Requirement
In the records that follow, find the line with "the display surface."; from there, retype every line exactly through the line with "in logical pixels.", which also belongs to the answer.

Data shown
================================
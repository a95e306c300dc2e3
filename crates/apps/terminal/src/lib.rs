//! Terminal desktop app: the content renderers behind every shell verb and the Leptos component
//! that binds a [`ShellSession`] to the DOM.

#![warn(missing_docs, rustdoc::broken_intra_doc_links)]

pub mod commands;

use std::rc::Rc;

use leptos::ev::KeyboardEvent;
use leptos::*;
use system_shell::{CommandRegistry, RenderedEntry, ShellKey, ShellSession};
use system_shell_contract::{OutputKind, OutputLine, OutputSegment, ShellEffect, UrlTarget};

pub use commands::{register_builtin_commands, EducationEntry, LinkEntry, TerminalContent};

/// DOM id of the terminal prompt input; the desktop focuses it when the window gains focus.
pub const TERMINAL_INPUT_DOM_ID: &str = "terminal-input";

/// Builds a session with every built-in verb registered.
pub fn builtin_session(content: TerminalContent) -> ShellSession {
    let registry = CommandRegistry::new();
    let config = content.shell.clone();
    register_builtin_commands(&registry, Rc::new(content));
    ShellSession::new(registry, &config)
}

fn link_target(url: &str) -> UrlTarget {
    if url.starts_with("mailto:") {
        UrlTarget::SameTab
    } else {
        UrlTarget::NewTab
    }
}

fn output_class(kind: OutputKind) -> &'static str {
    match kind {
        OutputKind::Blank => "terminal-output terminal-output-blank",
        OutputKind::Content => "terminal-output",
        OutputKind::Usage => "terminal-output terminal-output-usage",
        OutputKind::NotFound => "terminal-output terminal-output-not-found",
    }
}

fn render_segment(
    segment: OutputSegment,
    replay: Callback<String>,
    on_effect: Callback<ShellEffect>,
) -> View {
    match segment {
        OutputSegment::Text { text } => view! { <span>{text}</span> }.into_view(),
        OutputSegment::Highlight { text } => {
            view! { <span class="terminal-highlight">{text}</span> }.into_view()
        }
        OutputSegment::Replay { label, command } => view! {
            <button
                type="button"
                class="terminal-replay"
                on:click=move |_| replay.call(command.clone())
            >
                {label}
            </button>
        }
        .into_view(),
        OutputSegment::Link { label, url } => {
            let href = url.clone();
            view! {
                <a
                    class="terminal-link"
                    href=href
                    on:click=move |ev| {
                        ev.prevent_default();
                        on_effect.call(ShellEffect::OpenUrl {
                            url: url.clone(),
                            target: link_target(&url),
                        });
                    }
                >
                    {label}
                </a>
            }
            .into_view()
        }
    }
}

fn render_line(
    line: OutputLine,
    replay: Callback<String>,
    on_effect: Callback<ShellEffect>,
) -> impl IntoView {
    view! {
        <div class="terminal-line">
            {line
                .segments
                .into_iter()
                .map(|segment| render_segment(segment, replay, on_effect))
                .collect_view()}
        </div>
    }
}

#[component]
/// Terminal app window contents.
///
/// Keystrokes on the prompt input are mapped through [`ShellKey`]; effects produced by a fresh
/// submission, and by clicking a rendered link, are forwarded to `on_effect`.
pub fn TerminalApp(
    /// Profile text and shell configuration.
    content: TerminalContent,
    /// Receives URL-opening intents for the host to execute.
    on_effect: Callback<ShellEffect>,
) -> impl IntoView {
    let prompt = content.shell.prompt();
    let input_prompt = prompt.clone();
    let session = create_rw_signal(builtin_session(content));
    let entries = create_memo(move |_| session.with(ShellSession::render_log));
    let hints = create_memo(move |_| session.with(|session| session.hints().to_vec()));
    let screen_ref = create_node_ref::<html::Div>();
    let input_ref = create_node_ref::<html::Input>();

    let forward = move |effects: Vec<ShellEffect>| {
        for effect in effects {
            on_effect.call(effect);
        }
    };
    let replay = Callback::new(move |command: String| {
        let mut effects = Vec::new();
        session.update(|session| effects = session.replay(&command));
        forward(effects);
    });

    create_effect(move |_| {
        entries.with(|_| ());
        if let Some(screen) = screen_ref.get() {
            screen.set_scroll_top(screen.scroll_height());
        }
    });

    let render_entry = move |entry: RenderedEntry| {
        let prompt = prompt.clone();
        let class = output_class(entry.output.kind);
        view! {
            <div class="terminal-entry" class:terminal-entry-fresh=entry.fresh>
                <div class="terminal-entry-prompt">
                    <span class="terminal-prompt">{prompt}</span>
                    " "
                    <span class="terminal-command">{entry.raw}</span>
                </div>
                <div class=class>
                    {entry
                        .output
                        .lines
                        .into_iter()
                        .map(|line| render_line(line, replay, on_effect))
                        .collect_view()}
                </div>
            </div>
        }
    };

    view! {
        <div
            class="app-shell app-terminal-shell"
            on:click=move |_| {
                if let Some(input) = input_ref.get() {
                    let _ = input.focus();
                }
            }
        >
            <div class="terminal-screen" role="log" aria-live="polite" node_ref=screen_ref>
                {move || entries.get().into_iter().map(render_entry.clone()).collect_view()}
            </div>

            <Show when=move || { hints.with(|hints| hints.len() > 1) } fallback=|| ()>
                <div class="terminal-completions" role="listbox" aria-label="Completions">
                    <For each=move || hints.get() key=|item| item.value.clone() let:item>
                        <span class="terminal-completion" role="option">{item.label}</span>
                    </For>
                </div>
            </Show>

            <div class="terminal-input-row">
                <label class="terminal-prompt" for=TERMINAL_INPUT_DOM_ID>
                    {input_prompt}
                </label>
                <input
                    id=TERMINAL_INPUT_DOM_ID
                    class="terminal-input app-field"
                    type="text"
                    node_ref=input_ref
                    prop:value=move || session.with(|session| session.input().to_string())
                    on:input=move |ev| {
                        let value = event_target_value(&ev);
                        session.update(|session| session.set_input(value));
                    }
                    on:keydown=move |ev: KeyboardEvent| {
                        let key = ShellKey::from_key_event(&ev.key(), ev.ctrl_key());
                        if key.consumes_default() {
                            ev.prevent_default();
                        }
                        let mut effects = Vec::new();
                        session.update(|session| effects = session.handle_key(key));
                        forward(effects);
                    }
                    autocomplete="off"
                    autocapitalize="off"
                    spellcheck="false"
                    autofocus=true
                />
            </div>

            <div class="app-statusbar">
                <span>"Shell ready"</span>
                <span>{move || format!("{} entries", entries.with(Vec::len))}</span>
            </div>
        </div>
    }
}
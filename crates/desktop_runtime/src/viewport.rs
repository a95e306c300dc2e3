//! Mobile/desktop classification of the display surface.

use serde::{Deserialize, Serialize};

/// Display width at or below which the desktop switches to the mobile layout.
pub const DEFAULT_MOBILE_BREAKPOINT: i32 = 768;

/// Current display dimensions in logical pixels.
#[derive(Debug, Clone, Copy, PartialEq, Eq, Serialize, Deserialize)]
pub struct Viewport {
    pub width: i32,
    pub height: i32,
}

impl Viewport {
    pub const fn new(width: i32, height: i32) -> Self {
        Self { width, height }
    }
}

impl Default for Viewport {
    fn default() -> Self {
        Self::new(1024, 768)
    }
}

#[derive(Debug, Clone, Copy, PartialEq, Eq, Serialize, Deserialize)]
pub enum ViewportClass {
    Mobile,
    Desktop,
}

/// Tracks the viewport class and reports transitions.
#[derive(Debug, Clone, Copy, PartialEq, Eq)]
pub struct ViewportClassifier {
    breakpoint: i32,
    current: Option<ViewportClass>,
}

impl Default for ViewportClassifier {
    fn default() -> Self {
        Self::new(DEFAULT_MOBILE_BREAKPOINT)
    }
}

impl ViewportClassifier {
    pub const fn new(breakpoint: i32) -> Self {
        Self {
            breakpoint,
            current: None,
        }
    }

    /// Last observed class, `None` before the first observation.
    pub fn current(&self) -> Option<ViewportClass> {
        self.current
    }

    pub fn classify(&self, viewport: Viewport) -> ViewportClass {
        if viewport.width <= self.breakpoint {
            ViewportClass::Mobile
        } else {
            ViewportClass::Desktop
        }
    }

    /// Records a viewport change and returns the new class when it differs from the previous
    /// observation. The first observation always counts as a transition.
    pub fn observe(&mut self, viewport: Viewport) -> Option<ViewportClass> {
        let class = self.classify(viewport);
        if self.current == Some(class) {
            return None;
        }
        self.current = Some(class);
        Some(class)
    }
}

#[cfg(test)]
mod tests {
    use pretty_assertions::assert_eq;

    use super::*;

    #[test]
    fn breakpoint_width_is_mobile() {
        let classifier = ViewportClassifier::default();
        assert_eq!(
            classifier.classify(Viewport::new(768, 1024)),
            ViewportClass::Mobile
        );
        assert_eq!(
            classifier.classify(Viewport::new(769, 1024)),
            ViewportClass::Desktop
        );
    }

    #[test]
    fn observe_reports_only_transitions() {
        let mut classifier = ViewportClassifier::default();
        assert_eq!(
            classifier.observe(Viewport::new(1280, 800)),
            Some(ViewportClass::Desktop)
        );
        assert_eq!(classifier.observe(Viewport::new(1000, 700)), None);
        assert_eq!(
            classifier.observe(Viewport::new(400, 800)),
            Some(ViewportClass::Mobile)
        );
        assert_eq!(classifier.current(), Some(ViewportClass::Mobile));
    }
}
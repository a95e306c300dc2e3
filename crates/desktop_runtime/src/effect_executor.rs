//! Explicit runtime effect-queue executor for reducer-emitted side effects.

use leptos::*;

use crate::runtime_context::DesktopRuntimeContext;

/// Installs the effect executor that drains reducer-emitted runtime effects in order.
pub fn install(runtime: DesktopRuntimeContext) {
    // Take the queue before running it so effects that dispatch start a fresh batch.
    create_effect(move |_| {
        let queued = runtime.effects.get();
        if queued.is_empty() {
            return;
        }

        runtime.effects.set(Vec::new());

        let host = runtime.host.get_value();
        for effect in queued {
            host.run_runtime_effect(runtime, effect);
        }
    });
}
================================
Answer to this exercise
//! Mobile/desktop classification of the display surface.

use serde::{Deserialize, Serialize};

/// Display width at or below which the desktop switches to the mobile layout.
pub const DEFAULT_MOBILE_BREAKPOINT: i32 = 768;

/// Current display dimensions in logical pixels.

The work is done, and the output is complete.